New Research Indicates Cumulative Use of PPIs is Associated with Dementia Development
Proton pump inhibitors (PPIs) are among the most frequently prescribed drugs in the United States and Europe, especially among people over age 65. What’s more, a 2022 analysis reports that PPIs are inappropriately used about 50 percent of the time in both hospital and outpatient settings, with misuse especially prevalent among the elderly. This is troublesome, given that mounting evidence demonstrates that the use of PPIs can contribute to dementia.
Atherosclerosis Risk in Communities (ARIC) Cohort Study
The ARIC study is a project from the National Heart, Lung, and Blood Institute that took place between 1985 and 2021 to investigate the causes of heart disease and the clinical outcomes in adults from four communities in the United States. A recently published study in Neurology analyzed ARIC data from nearly 6,000 dementia-free participants, looking at current and cumulative PPI use, with cumulative use defined as the number of years from the date of the first visit.
The researchers found that participants who used PPIs for more than four years from mid-to-late life had a higher risk of developing dementia later in life compared to non-users. Short-term use in midlife and current use in late life was not associated with an increased risk of dementia.

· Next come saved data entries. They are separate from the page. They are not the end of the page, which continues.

use crate::core::registry::SensorRegistry;
use crate::domain::telemetry::TelemetryRecord;
use std::sync::Arc;
use tracing::{debug, warn};

/// Unit used for temperatures when the device does not name one.
pub const DEFAULT_TEMPERATURE_UNIT: &str = "°C";
pub const FAN_UNIT: &str = "RPM";

#[derive(Debug, Clone, Copy, PartialEq, Eq)]
pub enum SensorKind {
    Temperature,
    Fan,
}

/// One row of the static sensor table.
#[derive(Clone, Copy)]
pub struct SensorDescriptor {
    pub sub_key: &'static str,
    pub display_name: &'static str,
    pub default_unit: &'static str,
    pub kind: SensorKind,
    value: fn(&TelemetryRecord) -> String,
}

impl SensorDescriptor {
    pub fn value(&self, record: &TelemetryRecord) -> String {
        (self.value)(record)
    }

    pub fn unit<'a>(&'a self, record: &'a TelemetryRecord) -> &'a str {
        match self.kind {
            SensorKind::Temperature if !record.units.is_empty() => &record.units,
            _ => self.default_unit,
        }
    }
}

impl std::fmt::Debug for SensorDescriptor {
    fn fmt(&self, f: &mut std::fmt::Formatter<'_>) -> std::fmt::Result {
        f.debug_struct("SensorDescriptor")
            .field("sub_key", &self.sub_key)
            .field("display_name", &self.display_name)
            .field("default_unit", &self.default_unit)
            .field("kind", &self.kind)
            .finish()
    }
}

fn temperature1(record: &TelemetryRecord) -> String {
    format!("{:.0}", record.data.temperature1)
}

fn temperature2(record: &TelemetryRecord) -> String {
    format!("{:.0}", record.data.temperature2)
}

fn fan0(record: &TelemetryRecord) -> String {
    record.data.fan0.to_string()
}

fn fan1(record: &TelemetryRecord) -> String {
    record.data.fan1.to_string()
}

fn fan2(record: &TelemetryRecord) -> String {
    record.data.fan2.to_string()
}

fn fan3(record: &TelemetryRecord) -> String {
    record.data.fan3.to_string()
}

/// Sensors exposed to the dashboard, in publish order.
pub static SENSORS: [SensorDescriptor; 6] = [
    SensorDescriptor {
        sub_key: "Temp0",
        display_name: "Temperature sensor 0",
        default_unit: DEFAULT_TEMPERATURE_UNIT,
        kind: SensorKind::Temperature,
        value: temperature1,
    },
    SensorDescriptor {
        sub_key: "Temp1",
        display_name: "Temperature sensor 1",
        default_unit: DEFAULT_TEMPERATURE_UNIT,
        kind: SensorKind::Temperature,
        value: temperature2,
    },
    SensorDescriptor {
        sub_key: "Fan0",
        display_name: "Fan Pump Speed",
        default_unit: FAN_UNIT,
        kind: SensorKind::Fan,
        value: fan0,
    },
    SensorDescriptor {
        sub_key: "Fan1",
        display_name: "Fan 1 Speed",
        default_unit: FAN_UNIT,
        kind: SensorKind::Fan,
        value: fan1,
    },
    SensorDescriptor {
        sub_key: "Fan2",
        display_name: "Fan 2 Speed",
        default_unit: FAN_UNIT,
        kind: SensorKind::Fan,
        value: fan2,
    },
    SensorDescriptor {
        sub_key: "Fan3",
        display_name: "Fan 3 Speed",
        default_unit: FAN_UNIT,
        kind: SensorKind::Fan,
        value: fan3,
    },
];

/// Outcome of publishing one record.
#[derive(Debug, Clone, Default, PartialEq)]
pub struct PublishReport {
    pub written: Vec<&'static str>,
    pub failed: Vec<(&'static str, String)>,
}

impl PublishReport {
    pub fn is_complete(&self) -> bool {
        self.failed.is_empty()
    }
}

/// Projects telemetry records onto the sensor table and writes them to a registry.
#[derive(Clone)]
pub struct SensorPublisher {
    registry: Arc<dyn SensorRegistry>,
}

impl SensorPublisher {
    pub fn new(registry: Arc<dyn SensorRegistry>) -> Self {
        Self { registry }
    }

    /// Write every sensor of `record`. A failed sensor does not stop the others.
    pub async fn publish(&self, record: &TelemetryRecord) -> PublishReport {
        let mut report = PublishReport::default();

        for sensor in SENSORS.iter() {
            let value = sensor.value(record);
            let unit = sensor.unit(record);

            match self
                .registry
                .write(sensor.sub_key, sensor.display_name, &value, unit)
                .await
            {
                Ok(()) => report.written.push(sensor.sub_key),
                Err(e) => {
                    warn!(
                        "Failed to write sensor {}\\{}: {}",
                        self.registry.root_key(),
                        sensor.sub_key,
                        e
                    );
                    report.failed.push((sensor.sub_key, e.to_string()));
                }
            }
        }

        debug!(
            client_id = %record.client_id,
            event = %record.event,
            "Registry updated ({} written, {} failed). Last telemetry: {:?}",
            report.written.len(),
            report.failed.len(),
            record.data
        );

        report
    }
}
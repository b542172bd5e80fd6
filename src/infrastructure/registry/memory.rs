use crate::core::registry::{SensorEntry, SensorRegistry};
use crate::domain::error::BridgeResult;
use async_trait::async_trait;
use std::collections::BTreeMap;
use tokio::sync::RwLock;

/// Registry kept in process memory. Used for dry runs and tests.
pub struct MemoryRegistry {
    root_key: String,
    entries: RwLock<BTreeMap<String, SensorEntry>>,
}

impl MemoryRegistry {
    pub fn new(root_key: impl Into<String>) -> Self {
        Self {
            root_key: root_key.into(),
            entries: RwLock::new(BTreeMap::new()),
        }
    }

    pub async fn get(&self, sub_key: &str) -> Option<SensorEntry> {
        self.entries.read().await.get(sub_key).cloned()
    }

    pub async fn snapshot(&self) -> BTreeMap<String, SensorEntry> {
        self.entries.read().await.clone()
    }
}

#[async_trait]
impl SensorRegistry for MemoryRegistry {
    async fn write(&self, sub_key: &str, name: &str, value: &str, unit: &str) -> BridgeResult<()> {
        self.entries
            .write()
            .await
            .insert(sub_key.to_string(), SensorEntry::new(name, value, unit));
        Ok(())
    }

    fn root_key(&self) -> &str {
        &self.root_key
    }
}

While the direct underlying mechanism for this association has not yet been clearly established, the researchers describe two possible pathways: impaired amyloid metabolism and vitamin B12 deficiency. Not only has research identified a link between vitamin B12 deficiency and Alzheimer's and dementia, but it also shows that supplementation can help prevent or even reverse cognitive decline.
Adverse Effects of PPIs
In addition to B12 deficiency and subsequent risk of dementia, a 2021 review identified a number of side effects associated with PPI use that involves nearly every major organ or system in the human body, including:
- Central Nervous System: headache, hepatic encephalopathy
- Respiratory: nosocomial pneumonia, COVID-19
- Cardiovascular: stroke, myocardial infarction
- Gastrointestinal: nausea, vomiting, abdominal pain, constipation
- Kidney: acute interstitial nephritis, acute kidney injury, chronic kidney disease
- Liver: hepatocellular carcinoma
- Infections: C. difficile, non-typhoid salmonella, Campylobacter spp, spontaneous bacterial peritonitis
- Musculoskeletal: hip fracture, osteoporosis, myopathy
- Blood: iron deficiency, hypomagnesemia, calcium deficiency
Because of this long list of potential side effects, PPI use should be limited to the shortest time possible at the smallest effective dose. This latest study adds to the growing data indicating that long-term use of PPIs can be dangerous.

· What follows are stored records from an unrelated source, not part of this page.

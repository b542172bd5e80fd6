use serde::{Deserialize, Serialize};
use std::path::PathBuf;
use std::time::Duration;

/// cdcbridge configuration
#[derive(Debug, Clone, Default, PartialEq, Serialize, Deserialize)]
pub struct BridgeConfig {
    /// Global configuration
    #[serde(default)]
    pub global: GlobalConfig,
    /// Target device and transport settings
    #[serde(default)]
    pub device: DeviceConfig,
    /// Reconnect loop timing
    #[serde(default)]
    pub reconnect: ReconnectConfig,
    /// Frame dispatch queue
    #[serde(default)]
    pub dispatch: DispatchConfig,
    /// Sensor registry backend
    #[serde(default)]
    pub registry: RegistryConfig,
}

/// Global configuration settings
#[derive(Debug, Clone, PartialEq, Serialize, Deserialize)]
pub struct GlobalConfig {
    /// Default log level
    #[serde(default = "default_log_level")]
    pub log_level: String,
}

/// USB device identity and serial transport parameters
#[derive(Debug, Clone, PartialEq, Serialize, Deserialize)]
pub struct DeviceConfig {
    /// USB vendor id, hex
    #[serde(default = "default_vendor_id")]
    pub vendor_id: String,
    /// USB product id, hex
    #[serde(default = "default_product_id")]
    pub product_id: String,
    /// Baud rate used when opening the port
    #[serde(default = "default_baud_rate")]
    pub baud_rate: u32,
    /// Per-read timeout in milliseconds
    #[serde(default = "default_read_timeout")]
    pub read_timeout_ms: u64,
    /// Size of the scratch buffer each read fills
    #[serde(default = "default_read_buffer_size")]
    pub read_buffer_size: usize,
    /// Extra error message fragments that mean the device went away
    #[serde(default)]
    pub disconnect_signatures: Vec<String>,
}

/// Back-off and stale-link detection settings
#[derive(Debug, Clone, PartialEq, Serialize, Deserialize)]
pub struct ReconnectConfig {
    /// Wait between failed searches or failed opens
    #[serde(default = "default_search_backoff")]
    pub search_backoff_ms: u64,
    /// Wait after a transient read error
    #[serde(default = "default_read_error_delay")]
    pub read_error_delay_ms: u64,
    /// Consecutive empty reads tolerated before forcing a reconnect
    #[serde(default = "default_stale_read_threshold")]
    pub stale_read_threshold: u32,
    /// Wait after each empty read
    #[serde(default = "default_stale_poll_interval")]
    pub stale_poll_interval_ms: u64,
}

/// Decode/publish queue settings
#[derive(Debug, Clone, PartialEq, Serialize, Deserialize)]
pub struct DispatchConfig {
    /// Frames waiting for decode/publish before new ones are dropped
    #[serde(default = "default_queue_capacity")]
    pub queue_capacity: usize,
}

/// Registry backend selection
#[derive(Debug, Clone, PartialEq, Serialize, Deserialize)]
#[serde(rename_all = "lowercase")]
pub enum RegistryBackend {
    Memory,
    File,
}

/// Sensor registry configuration
#[derive(Debug, Clone, PartialEq, Serialize, Deserialize)]
pub struct RegistryConfig {
    /// Backend used to store sensor values
    #[serde(default = "default_registry_backend")]
    pub backend: RegistryBackend,
    /// Root key every sensor sub-key lives under
    #[serde(default = "default_registry_root")]
    pub root_key: String,
    /// Document path for the file backend
    #[serde(default)]
    pub path: Option<PathBuf>,
}

// Default value functions
fn default_log_level() -> String {
    "info".to_string()
}

fn default_vendor_id() -> String {
    "303A".to_string()
}

fn default_product_id() -> String {
    "82E5".to_string()
}

fn default_baud_rate() -> u32 {
    115_200
}

fn default_read_timeout() -> u64 {
    500
}

fn default_read_buffer_size() -> usize {
    4096
}

fn default_search_backoff() -> u64 {
    5000
}

fn default_read_error_delay() -> u64 {
    1000
}

fn default_stale_read_threshold() -> u32 {
    10
}

fn default_stale_poll_interval() -> u64 {
    100
}

fn default_queue_capacity() -> usize {
    64
}

fn default_registry_backend() -> RegistryBackend {
    RegistryBackend::File
}

fn default_registry_root() -> String {
    r"Software\HWiNFO64\Sensors\Custom\WaKu Controller".to_string()
}

impl Default for GlobalConfig {
    fn default() -> Self {
        Self {
            log_level: default_log_level(),
        }
    }
}

impl Default for DeviceConfig {
    fn default() -> Self {
        Self {
            vendor_id: default_vendor_id(),
            product_id: default_product_id(),
            baud_rate: default_baud_rate(),
            read_timeout_ms: default_read_timeout(),
            read_buffer_size: default_read_buffer_size(),
            disconnect_signatures: Vec::new(),
        }
    }
}

impl Default for ReconnectConfig {
    fn default() -> Self {
        Self {
            search_backoff_ms: default_search_backoff(),
            read_error_delay_ms: default_read_error_delay(),
            stale_read_threshold: default_stale_read_threshold(),
            stale_poll_interval_ms: default_stale_poll_interval(),
        }
    }
}

impl Default for DispatchConfig {
    fn default() -> Self {
        Self {
            queue_capacity: default_queue_capacity(),
        }
    }
}

impl Default for RegistryConfig {
    fn default() -> Self {
        Self {
            backend: default_registry_backend(),
            root_key: default_registry_root(),
            path: None,
        }
    }
}

impl DeviceConfig {
    pub fn read_timeout(&self) -> Duration {
        Duration::from_millis(self.read_timeout_ms)
    }
}

impl ReconnectConfig {
    pub fn search_backoff(&self) -> Duration {
        Duration::from_millis(self.search_backoff_ms)
    }

    pub fn read_error_delay(&self) -> Duration {
        Duration::from_millis(self.read_error_delay_ms)
    }

    pub fn stale_poll_interval(&self) -> Duration {
        Duration::from_millis(self.stale_poll_interval_ms)
    }

    /// Zero-delay timings for driving the state machine in tests.
    pub fn immediate() -> Self {
        Self {
            search_backoff_ms: 0,
            read_error_delay_ms: 0,
            stale_poll_interval_ms: 0,
            ..Self::default()
        }
    }
}
// Registry module - Sensor registry backends
pub mod file;
pub mod memory;

pub use file::FileRegistry;
pub use memory::MemoryRegistry;

use crate::core::registry::SensorRegistry;
use crate::domain::config::{RegistryBackend, RegistryConfig};
use crate::domain::error::{BridgeError, BridgeResult};
use std::sync::Arc;

/// File name used by the file backend when no path is configured.
pub const DEFAULT_REGISTRY_FILE: &str = "sensors.toml";

/// Build the registry backend selected in the configuration.
pub async fn open_registry(config: &RegistryConfig) -> BridgeResult<Arc<dyn SensorRegistry>> {
    match config.backend {
        RegistryBackend::Memory => Ok(Arc::new(MemoryRegistry::new(config.root_key.clone()))),
        RegistryBackend::File => {
            let path = match &config.path {
                Some(path) => path.clone(),
                None => dirs::data_local_dir()
                    .ok_or_else(|| BridgeError::Config {
                        message: "Could not determine local data directory".to_string(),
                    })?
                    .join("cdcbridge")
                    .join(DEFAULT_REGISTRY_FILE),
            };
            Ok(Arc::new(FileRegistry::open(path, config.root_key.clone()).await?))
        }
    }
}
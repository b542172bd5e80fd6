//! cdcbridge Library
//!
//! Bridges JSON telemetry from a USB CDC serial device into a host sensor
//! registry: device discovery, a reconnecting read loop, streaming frame
//! extraction and publication of temperature and fan sensors.

pub mod cli;
pub mod core;
pub mod domain;
pub mod infrastructure;

pub use crate::core::connection::{ConnectionManager, ConnectionState, LinkStatus, StatusObserver};
pub use crate::core::frame::FrameExtractor;
pub use crate::core::publisher::{SensorPublisher, SENSORS};
pub use crate::core::registry::SensorRegistry;
pub use crate::domain::config::BridgeConfig;
pub use crate::domain::error::{BridgeError, BridgeResult};
pub use crate::domain::telemetry::TelemetryRecord;
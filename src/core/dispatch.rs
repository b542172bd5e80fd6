use crate::core::decoder;
use crate::core::publisher::SensorPublisher;
use tokio::sync::mpsc;
use tokio::task::JoinHandle;
use tracing::{debug, warn};

/// What the dispatch worker did before it stopped.
#[derive(Debug, Clone, Copy, Default, PartialEq, Eq)]
pub struct DispatchSummary {
    pub decoded: u64,
    pub rejected: u64,
    pub partial_publishes: u64,
}

/// Hands frames from the read loop to a single decode/publish worker.
///
/// Frames are processed in arrival order. The queue is bounded; when it is
/// full new frames are dropped so the read loop never waits on the registry.
pub struct FrameDispatcher {
    sender: mpsc::Sender<String>,
    worker: JoinHandle<DispatchSummary>,
}

impl FrameDispatcher {
    /// Spawn the worker. Must be called from within a tokio runtime.
    pub fn spawn(publisher: SensorPublisher, capacity: usize) -> Self {
        let (sender, receiver) = mpsc::channel(capacity.max(1));
        let worker = tokio::spawn(Self::work(publisher, receiver));
        Self { sender, worker }
    }

    /// Queue a frame. Returns false when it had to be dropped.
    pub fn dispatch(&self, frame: String) -> bool {
        match self.sender.try_send(frame) {
            Ok(()) => true,
            Err(mpsc::error::TrySendError::Full(frame)) => {
                warn!("Dispatch queue full, dropping frame of {} bytes", frame.len());
                false
            }
            Err(mpsc::error::TrySendError::Closed(_)) => {
                warn!("Dispatch worker stopped, dropping frame");
                false
            }
        }
    }

    /// Stop accepting frames and wait for the queued ones to be published.
    pub async fn close(self) -> DispatchSummary {
        drop(self.sender);
        match self.worker.await {
            Ok(summary) => summary,
            Err(e) => {
                warn!("Dispatch worker ended abnormally: {}", e);
                DispatchSummary::default()
            }
        }
    }

    async fn work(publisher: SensorPublisher, mut receiver: mpsc::Receiver<String>) -> DispatchSummary {
        let mut summary = DispatchSummary::default();

        while let Some(frame) = receiver.recv().await {
            match decoder::decode(&frame) {
                Ok(record) => {
                    summary.decoded += 1;
                    if !publisher.publish(&record).await.is_complete() {
                        summary.partial_publishes += 1;
                    }
                }
                Err(e) => {
                    summary.rejected += 1;
                    warn!("Error decoding frame: {}, frame: {}", e, frame);
                }
            }
        }

        debug!(?summary, "Dispatch worker finished");
        summary
    }
}
use std::collections::BTreeMap;

use serde::{Deserialize, Serialize};

use crate::normalize_folder;
use crate::source::SourceSystem;

pub const DEFAULT_PARTITION_SIZE: usize = 500;
pub const DEFAULT_WORKERS: usize = 4;
pub const DEFAULT_MAX_ATTEMPTS: u32 = 5;

#[derive(Debug, Clone, thiserror::Error, Eq, PartialEq)]
pub enum ConfigError {
    #[error("invalid configuration: {0}")]
    Invalid(String),
    #[error("failed to parse configuration: {0}")]
    Parse(String),
}

#[derive(Debug, Clone, Serialize, Deserialize, Eq, PartialEq)]
#[serde(default)]
pub struct RetryConfig {
    /// Total fetch attempts, the first one included.
    pub max_attempts: u32,
    /// Pause between attempts. Zero defers to the source client's own backoff.
    pub delay_ms: u64,
}

impl Default for RetryConfig {
    fn default() -> Self {
        Self { max_attempts: DEFAULT_MAX_ATTEMPTS, delay_ms: 0 }
    }
}

/// Typed synchronization settings, populated once at startup and handed to
/// the orchestrator by value.
#[derive(Debug, Clone, Serialize, Deserialize, Eq, PartialEq)]
#[serde(default)]
pub struct SyncConfig {
    pub partition_size: usize,
    pub workers: usize,
    pub retry: RetryConfig,
    /// Source project keys to walk.
    pub projects: Vec<String>,
    /// Folder prefixes to include per source; absent or empty means every folder.
    pub folder_scope: BTreeMap<SourceSystem, Vec<String>>,
}

impl Default for SyncConfig {
    fn default() -> Self {
        Self {
            partition_size: DEFAULT_PARTITION_SIZE,
            workers: DEFAULT_WORKERS,
            retry: RetryConfig::default(),
            projects: Vec::new(),
            folder_scope: BTreeMap::new(),
        }
    }
}

impl SyncConfig {
    /// Parse and validate a YAML document. Missing fields take their defaults.
    ///
    /// # Errors
    /// Returns [`ConfigError::Parse`] for malformed YAML and
    /// [`ConfigError::Invalid`] when a bound is violated.
    pub fn from_yaml_str(raw: &str) -> Result<Self, ConfigError> {
        let config: Self =
            serde_yaml::from_str(raw).map_err(|err| ConfigError::Parse(err.to_string()))?;
        config.validate()?;
        Ok(config)
    }

    /// # Errors
    /// Returns [`ConfigError::Invalid`] when a size or attempt bound is zero.
    pub fn validate(&self) -> Result<(), ConfigError> {
        if self.partition_size == 0 {
            return Err(ConfigError::Invalid("partition_size MUST be >= 1".to_string()));
        }
        if self.workers == 0 {
            return Err(ConfigError::Invalid("workers MUST be >= 1".to_string()));
        }
        if self.retry.max_attempts == 0 {
            return Err(ConfigError::Invalid("retry.max_attempts MUST be >= 1".to_string()));
        }
        if self.projects.iter().any(|key| key.trim().is_empty()) {
            return Err(ConfigError::Invalid("project keys MUST be non-empty".to_string()));
        }
        Ok(())
    }

    #[must_use]
    pub fn includes_folder(&self, system: SourceSystem, folder: Option<&str>) -> bool {
        let Some(prefixes) = self.folder_scope.get(&system).filter(|prefixes| !prefixes.is_empty())
        else {
            return true;
        };

        // Compare whole path segments: `Regression` covers `Regression/Nightly`
        // but not `RegressionArchive`.
        let folder = normalize_folder(folder);
        prefixes.iter().any(|prefix| folder.starts_with(&normalize_folder(Some(prefix.as_str()))))
    }
}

Natural Treatment of Gastroesophageal Reflux (GERD)
PPIs are primarily used to treat GERD symptoms, including burning pain in the throat or chest, belching, bloating, and nausea. While PPIs are effective at symptom relief in the short term, they do not address the underlying issues that may be causing the problem.

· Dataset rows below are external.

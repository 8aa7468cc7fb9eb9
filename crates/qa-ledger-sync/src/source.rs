use qa_ledger_core::source::jira;
use qa_ledger_core::{SourceExecution, SourceSystem, SourceTestCase, SourceTestRun};

#[derive(Debug, Clone, thiserror::Error, Eq, PartialEq)]
pub enum SourceError {
    /// Network or timeout failure; worth another attempt.
    #[error("transient {system} failure: {message}")]
    Transient { system: SourceSystem, message: String },
    /// The source refused the request outright.
    #[error("{system} rejected request: {message}")]
    Rejected { system: SourceSystem, message: String },
}

impl SourceError {
    #[must_use]
    pub fn is_transient(&self) -> bool {
        matches!(self, Self::Transient { .. })
    }
}

/// Read-only view of one external test-management system.
///
/// Implementations own authentication, pagination, and backoff. Lookups by
/// key return `Ok(None)` for records the source does not know.
pub trait SourceClient: Send + Sync {
    fn system(&self) -> SourceSystem;

    /// # Errors
    /// Returns [`SourceError`] when the source cannot be read.
    fn get_project(&self, key: &str) -> Result<Option<jira::Project>, SourceError>;

    /// # Errors
    /// Returns [`SourceError`] when the source cannot be read.
    fn get_project_versions(&self, key: &str) -> Result<Vec<jira::Version>, SourceError>;

    /// # Errors
    /// Returns [`SourceError`] when the source cannot be read.
    fn get_test_case(&self, key: &str) -> Result<Option<SourceTestCase>, SourceError>;

    /// # Errors
    /// Returns [`SourceError`] when the source cannot be read or the run does not exist.
    fn get_test_run(&self, key: &str) -> Result<SourceTestRun, SourceError>;

    /// # Errors
    /// Returns [`SourceError`] when the source cannot be read.
    fn list_test_runs(&self, project_key: &str) -> Result<Vec<SourceTestRun>, SourceError>;

    /// # Errors
    /// Returns [`SourceError`] when the source cannot be read.
    fn list_executions(&self, run_key: &str) -> Result<Vec<SourceExecution>, SourceError>;
}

An integrative naturopathic approach to GERD begins with a thorough evaluation of lifestyle factors that may be contributing to the condition. For example, losing weight, stopping smoking, and limiting alcohol intake may help reduce GERD symptoms without resorting to medications.
Some herbs can also help with symptom relief. For example, deglycyrrhizinated licorice (DGL) has been shown to be effective at reducing symptoms of GERD. Aloe vera has also been shown to provide safe, effective relief of GERD symptoms. A 2020 review also demonstrated that probiotics can help with GERD symptoms, specifically heartburn and regurgitation.
Other effective integrative approaches to treat GERD include melatonin, mind-body techniques, and acupuncture.
It's clear that there are more holistic, safer ways to treat GERD. An integrative approach utilizes dietary supplements to provide symptom relief along with diet and lifestyle advice to get to the root cause.